For over a decade, financial institutions have recognized the power of data and are making investments to unlock it. But in the past year, with the advancements of generative AI, there’s now a democratization of data that requires some strategic investments.
“We’re early in our journey and being experimental,” says Ordonez. Today, Payoneer is using a generative AI-based predictive model tool to drive more effective customer acquisition and onboarding decisions. The company also uses machine learning and data tools within the underwriting business.
CFOs, Ordonez says, are using modeling to get better at ingesting and consuming data to guide financial planning and an organization’s overall strategy. “Using predictive modeling to really help us look forward to more quarters and have a better line of sight to how the portfolio is performing, those are areas that we're definitely investing in," says Ordonez.
And because the financial industry is heavily regulated, Payoneer says the use of AI raises interesting questions about data privacy and protection. Through it all, CFOs should be closely involved.
“I think it's super important for the CFOs to be hand-in-glove with the folks in their organization who are driving that data transformation journey,” Ordonez says. “And we're really focused on making those investments.”
“We are formally declaring that we are going to make AI at the core and the forefront of everything Fountain does from this point onward,” says Nico Roberts, chief business officer at Fountain, the creator of an applicant tracking platform that’s used to hire workers at clients like Bojangles and Sweetgreen.
Fountain is in the business of processing massive amounts of data quickly. Nearly 100 million applicants have worked their way through the startup’s talent platform, with some employers seeing thousands of applications filled for openings in just a week.
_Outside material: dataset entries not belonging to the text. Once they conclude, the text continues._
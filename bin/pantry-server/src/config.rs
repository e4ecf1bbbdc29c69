//! Server configuration, loaded from environment variables at startup.

use pantry_core::config::{env_opt, env_or, parse_env};
use pantry_core::{ProviderConfig, UploadLimits};

/// Runtime configuration for pantry-server.
///
/// Every field has a default so the server starts without any environment
/// variables; without provider keys every answer comes from the fallbacks.
#[derive(Debug, Clone)]
pub struct Config {
    /// TCP address to bind (default: `"0.0.0.0:5000"`). `PORT` overrides the port.
    pub bind_address: String,

    /// `tracing` filter string, e.g. `"info"` or `"debug,tower_http=warn"`.
    pub log_level: String,

    /// When `true`, emit log records as newline-delimited JSON.
    pub log_json: bool,

    /// Comma-separated CORS origins; `None` allows any origin.
    pub cors_allowed_origins: Option<String>,

    /// Serve Swagger UI at `/swagger-ui`.
    pub enable_swagger: bool,

    pub upload_limits: UploadLimits,

    pub providers: ProviderConfig,
}

impl Config {
    /// Build [`Config`] from environment variables, falling back to defaults.
    pub fn from_env() -> Self {
        let defaults = UploadLimits::default();
        let max_image_mb: usize = parse_env("PANTRY_MAX_IMAGE_MB", defaults.max_image_bytes / MIB);
        Self {
            bind_address: bind_address(env_or("PANTRY_BIND", "0.0.0.0:5000"), env_opt("PORT")),
            log_level: env_or("PANTRY_LOG", "info"),
            log_json: env_flag("PANTRY_LOG_JSON", false),
            cors_allowed_origins: env_opt("PANTRY_CORS_ORIGINS"),
            enable_swagger: env_flag("PANTRY_ENABLE_SWAGGER", true),
            upload_limits: UploadLimits {
                max_images: parse_env("PANTRY_MAX_IMAGES", defaults.max_images),
                max_image_bytes: max_image_mb * MIB,
            },
            providers: ProviderConfig::from_env(),
        }
    }

    /// Largest request body the image route must accept.
    pub fn body_limit(&self) -> usize {
        self.upload_limits.max_images * self.upload_limits.max_image_bytes + MULTIPART_SLACK
    }
}

const MIB: usize = 1024 * 1024;
/// Room for multipart boundaries and part headers on top of the raw images.
const MULTIPART_SLACK: usize = MIB;

// ── private helpers ──────────────────────────────────────────────────────────

fn env_flag(key: &str, default: bool) -> bool {
    env_opt(key)
        .map(|v| v == "1" || v.eq_ignore_ascii_case("true"))
        .unwrap_or(default)
}

/// Swap the port of `bind` for `port`, when one is given.
fn bind_address(bind: String, port: Option<String>) -> String {
    match port {
        Some(port) => {
            let host = bind.rsplit_once(':').map(|(h, _)| h).unwrap_or(&bind);
            format!("{host}:{port}")
        }
        None => bind,
    }
}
But a survey that Fountain conducted in 2022 showed that 60% of job applicants ended up abandoning the online form when it had more than 15 questions. And 81% of all candidates said they never received any communication from the employer to share updates on where they were on the hiring journey.
Investments in AI can help reduce these pain points, Fountain says. AI can be used to evaluate an application form to determine the right number of questions that should be asked—perhaps no more than 10. Or analyze the language used in the job posting to ensure it isn’t filled with too much irrelevant corporate jargon.
To leap into AI more assertively, Fountain set aside some budget and created a small team of five. “We said, ‘Hey, we’re thinking about really exploring and going deeper on AI, what does that look like?’” says Roberts. The project, which was initially siloed, led to beta tests with customers, and eventually the AI offerings were shared more widely.
“I think that a lot of companies right now are still going through the decision-making process of, how do we want to tackle AI? What is our risk tolerance and threshold? And do we want to be part of the early adopters group?” asks Roberts rhetorically. “We are very gung-ho about AI.”